在本博客系列的第3篇,我将仍然关注查询计划(Query Plan)和执行摘要(Execution Summary)。
现在,让我们看看Profile的Planner Timeline和Query Timeline部分:
Planner Timeline: 21.773ms
- Analysis finished: 1.432ms (1.432ms)
- Equivalence classes computed: 1.478ms (46.487us)
- Single node plan created: 21.005ms (19.526ms)
- Runtime filters computed: 21.020ms (14.599us)
- Distributed plan created: 21.096ms (76.103us)
- Lineage info computed: 21.156ms (59.924us)
- Planning finished: 21.773ms (617.260us)
Query Timeline: 14m8s
- Query submitted: 250.799us (250.799us)
- Planning finished: 24.359ms (24.108ms)
- Submit for admission: 25.375ms (1.016ms)
- Completed admission: 25.565ms (189.521us)
- Ready to start on 6 backends: 26.997ms (1.432ms)
- All 6 execution backends (7 fragment instances) started: 33.022ms (6.024ms)

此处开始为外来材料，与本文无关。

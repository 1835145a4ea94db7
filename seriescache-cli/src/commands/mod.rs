//! CLI command implementations.

pub mod config;
pub mod simulate;
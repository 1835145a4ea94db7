//! Closed intervals over a [`Moment`] axis.

use std::fmt;

use crate::error::CacheError;
use crate::moment::Moment;

/// Edge policy for containment tests.
#[derive(Debug, Clone, Copy, PartialEq, Eq, Default)]
pub enum Edges {
    /// Both edges belong to the range.
    #[default]
    Inclusive,
    /// Neither edge belongs to the range.
    Exclusive,
    /// Only the start edge belongs to the range.
    StartInclusive,
    /// Only the end edge belongs to the range.
    EndInclusive,
}

/// A closed interval `[start, end]` with `start <= end`.
#[derive(Debug, Clone, Copy, PartialEq, Eq, Hash)]
pub struct Range<M> {
    start: M,
    end: M,
}

impl<M: Moment> Range<M> {
    /// Create a range, rejecting `start > end`.
    pub fn new(start: M, end: M) -> Result<Self, CacheError<M>> {
        if start > end {
            return Err(CacheError::InvalidRange { start, end });
        }
        Ok(Self { start, end })
    }

    /// A degenerate range covering a single moment.
    pub fn point(moment: M) -> Self {
        Self {
            start: moment,
            end: moment,
        }
    }

    /// Build from two moments in any order.
    pub(crate) fn ordered(a: M, b: M) -> Self {
        if a <= b {
            Self { start: a, end: b }
        } else {
            Self { start: b, end: a }
        }
    }

    pub fn start(&self) -> M {
        self.start
    }

    pub fn end(&self) -> M {
        self.end
    }

    /// Distance from start to end.
    pub fn span(&self) -> M::Span {
        self.start.span_to(self.end)
    }

    /// Whether `start == end`.
    pub fn is_degenerate(&self) -> bool {
        self.start == self.end
    }

    /// Inclusive point containment.
    pub fn contains_point(&self, moment: M) -> bool {
        self.contains_point_with(moment, Edges::Inclusive)
    }

    /// Point containment under an explicit edge policy.
    pub fn contains_point_with(&self, moment: M, edges: Edges) -> bool {
        let after_start = match edges {
            Edges::Inclusive | Edges::StartInclusive => moment >= self.start,
            Edges::Exclusive | Edges::EndInclusive => moment > self.start,
        };
        let before_end = match edges {
            Edges::Inclusive | Edges::EndInclusive => moment <= self.end,
            Edges::Exclusive | Edges::StartInclusive => moment < self.end,
        };
        after_start && before_end
    }

    /// Whether `other` lies entirely within this range (inclusive edges).
    pub fn contains(&self, other: &Range<M>) -> bool {
        other.start >= self.start && other.end <= self.end
    }

    /// Whether the two ranges share at least one point.
    pub fn intersects(&self, other: &Range<M>) -> bool {
        self.start <= other.end && other.start <= self.end
    }

    /// The shared part of two ranges, if any.
    pub fn intersection(&self, other: &Range<M>) -> Option<Range<M>> {
        if !self.intersects(other) {
            return None;
        }
        Some(Range {
            start: self.start.max(other.start),
            end: self.end.min(other.end),
        })
    }

    /// Smallest range covering both.
    pub fn hull(&self, other: &Range<M>) -> Range<M> {
        Range {
            start: self.start.min(other.start),
            end: self.end.max(other.end),
        }
    }

    /// Snap both edges down onto the grid defined by `resolution`.
    pub fn snap(&self, resolution: M::Span) -> Range<M> {
        Range {
            start: self.start.floor(resolution),
            end: self.end.floor(resolution),
        }
    }
}

impl<M: Moment> fmt::Display for Range<M> {
    fn fmt(&self, f: &mut fmt::Formatter<'_>) -> fmt::Result {
        write!(f, "[{:?}, {:?}]", self.start, self.end)
    }
}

- Rows available: 14m8s (14m8s)
- First row fetched: 14m8s (695.112ms)
- Unregister query: 14m8s (5.330ms)
- ComputeScanRangeAssignmentTimer: 110.741us
每行的信息都很容易理解,我们可以看到运行查询计划花费了21.773ms,从25.375ms开始向admission提交查询计划,从33.022ms开始在工作节点上执行查询计划,在14m8s时准备好最后一行数据并在14m8s时第一行数据被客户端获取(fetch)。这使你可以很清楚地了解每个阶段所花的时间,如果任何阶段都很慢,那将是非常明显的,然后我们可以开始进一步深入研究,以了解可能发生了什么。
从查询时间轴(Query Timeline)中,我们可以清楚地看到,从开始执行(一共6个执行后端(All 6 execution backends))到数据可用(可用行(Rows available))几乎花费了14分钟(14m8s)。由于这里只是count(*),所以没有最后一行。
比如下面的案例:(另一个profile)
Query Compilation: 16.268ms
- Metadata of all 1 tables cached: 1.786ms (1.786ms)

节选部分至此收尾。